For Keenist, a big challenge came in his junior year of high school when a knee injury put an end to playing football, his favorite sport.
He wallowed in his misery until a friend snapped him out of it by suggesting that he work for the school newspaper.
“If you can’t play sports, write about it,” his friend suggested.
He did and possibilities blossomed, eventually leading to the career he has today with the Lions.
“When adversity hits, accept it as an opportunity for growth,” Keenist said. “Do we quit and back off or do we move forward?”
It’s a guarantee that challenging, adverse situations will arrive; it’s a person’s reaction that can bring growth and gain.
Making mistakes is easy, Keenist said, and there’s only one way to prevent that: Sit in the bleachers and do nothing.
“It’s easy not to compete,” he said, framing life’s challenges in terms of athletics, “but that’s not life. You need to enter the game and compete.”
Keenist, a 25-year veteran with the Lions organization, spoke about the extra effort made by running great Barry Sanders. Long after everyone had left to go home, Sanders was still in the training room.
“He was making himself better when no one was looking,” Keenist said. “He did the right thing when no one was looking.”

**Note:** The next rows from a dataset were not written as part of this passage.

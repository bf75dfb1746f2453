//! Gesture scripts: a serializable description of a multi-contact gesture.
//!
//! A script declares its synthetic pointers up front, then lists commands
//! in the order they should be queued. Commands address pointers by index
//! into the declaration list. Scripts are pure data; the engine crate
//! turns them into queued movements.

use serde::{Deserialize, Serialize};

use crate::event::PointerKind;

/// A complete gesture script.
#[derive(Debug, Clone, Default, Serialize, Deserialize)]
pub struct GestureScript {
    /// Pointers created before any command runs, in creation order
    /// (the first declared pointer is the primary contact).
    pub pointers: Vec<PointerSpec>,

    /// Commands queued in order.
    pub commands: Vec<ScriptCommand>,
}

/// Initial attributes for one declared pointer.
#[derive(Debug, Clone, Copy, Serialize, Deserialize)]
pub struct PointerSpec {
    #[serde(default)]
    pub kind: PointerKind,
    #[serde(default)]
    pub x: i64,
    #[serde(default)]
    pub y: i64,
    #[serde(default)]
    pub pressure: f64,
    #[serde(default)]
    pub tilt_x: i32,
    #[serde(default)]
    pub tilt_y: i32,
    #[serde(default = "default_contact_extent")]
    pub width: u32,
    #[serde(default = "default_contact_extent")]
    pub height: u32,
}

fn default_contact_extent() -> u32 {
    1
}

impl Default for PointerSpec {
    fn default() -> Self {
        Self {
            kind: PointerKind::default(),
            x: 0,
            y: 0,
            pressure: 0.0,
            tilt_x: 0,
            tilt_y: 0,
            width: 1,
            height: 1,
        }
    }
}

impl PointerSpec {
    pub fn touch_at(x: i64, y: i64) -> Self {
        Self {
            x,
            y,
            ..Self::default()
        }
    }
}

/// One queued action. `pointer` is an index into the script's pointer
/// declarations; `sync` addresses every pointer at once.
#[derive(Debug, Clone, Copy, PartialEq, Serialize, Deserialize)]
#[serde(tag = "action", rename_all = "snake_case")]
pub enum ScriptCommand {
    Down {
        pointer: usize,
        #[serde(default)]
        delay_ms: u64,
    },
    Up {
        pointer: usize,
        #[serde(default)]
        delay_ms: u64,
    },
    MoveTo {
        pointer: usize,
        x: i64,
        y: i64,
        duration_ms: u64,
    },
    MoveBy {
        pointer: usize,
        dx: i64,
        dy: i64,
        duration_ms: u64,
    },
    Wait {
        pointer: usize,
        delay_ms: u64,
    },
    WaitUntil {
        pointer: usize,
        at_ms: u64,
    },
    /// Update non-position attributes (pressure, tilt, contact geometry).
    Set {
        pointer: usize,
        #[serde(skip_serializing_if = "Option::is_none")]
        pressure: Option<f64>,
        #[serde(skip_serializing_if = "Option::is_none")]
        tilt_x: Option<i32>,
        #[serde(skip_serializing_if = "Option::is_none")]
        tilt_y: Option<i32>,
        #[serde(skip_serializing_if = "Option::is_none")]
        width: Option<u32>,
        #[serde(skip_serializing_if = "Option::is_none")]
        height: Option<u32>,
        #[serde(default)]
        delay_ms: u64,
    },
    /// Pad every pointer's timeline so their next movements start together.
    Sync {
        #[serde(default)]
        delay_ms: u64,
    },
}

impl ScriptCommand {
    /// The pointer index this command addresses, if any.
    pub fn pointer(&self) -> Option<usize> {
        match self {
            Self::Down { pointer, .. }
            | Self::Up { pointer, .. }
            | Self::MoveTo { pointer, .. }
            | Self::MoveBy { pointer, .. }
            | Self::Wait { pointer, .. }
            | Self::WaitUntil { pointer, .. }
            | Self::Set { pointer, .. } => Some(*pointer),
            Self::Sync { .. } => None,
        }
    }
}

impl GestureScript {
    /// Parse a script from JSON.
    pub fn from_json(json: &str) -> Result<Self, serde_json::Error> {
        serde_json::from_str(json)
    }

    /// Serialize to pretty JSON.
    pub fn to_json(&self) -> Result<String, serde_json::Error> {
        serde_json::to_string_pretty(self)
    }

    /// Check internal consistency. Returns human-readable problems.
    pub fn validate(&self) -> Vec<String> {
        let mut problems = Vec::new();

        if self.pointers.is_empty() {
            problems.push("script declares no pointers".to_string());
        }

        for (i, spec) in self.pointers.iter().enumerate() {
            if !(0.0..=1.0).contains(&spec.pressure) {
                problems.push(format!(
                    "pointer {i}: pressure {} outside [0.0, 1.0]",
                    spec.pressure
                ));
            }
        }

        for (i, command) in self.commands.iter().enumerate() {
            if let Some(pointer) = command.pointer() {
                if pointer >= self.pointers.len() {
                    problems.push(format!(
                        "command {i}: pointer index {pointer} out of range ({} declared)",
                        self.pointers.len()
                    ));
                }
            }
        }

        problems
    }
}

It’s easy to do the right thing when others are around, but when the lights are out and it’s only you—that shows integrity.
Doing the right thing, he added, is often not the popular thing, and its rewards may be months or years down the road. The commitment to do right shouldn’t be made to a teacher or a coach, he said, but to yourself.
“Every day you have the opportunity to be part of something,” Keenist said, and he urged students to get involved in school activities. He was pleased to see there was a band member among the players on the small football team.
Keenist, a board of education member with the Oxford school district, spoke of the cliques that have long been present in schools, and of how he sees through them.
“There’s no such thing as the cool clique,” he said. “It’s all one clique. Through all of your differences, you’re very much alike.”
The world is a very diverse place, he said, but underneath we’re all very similar with shared likes, dislikes and concerns.
“This is a special, special time in your lives,” Keenist told his young audience. “Take advantage of it. Get involved. Don’t be afraid to fail. We’ll all face adversity, but we keep getting back up on our feet.”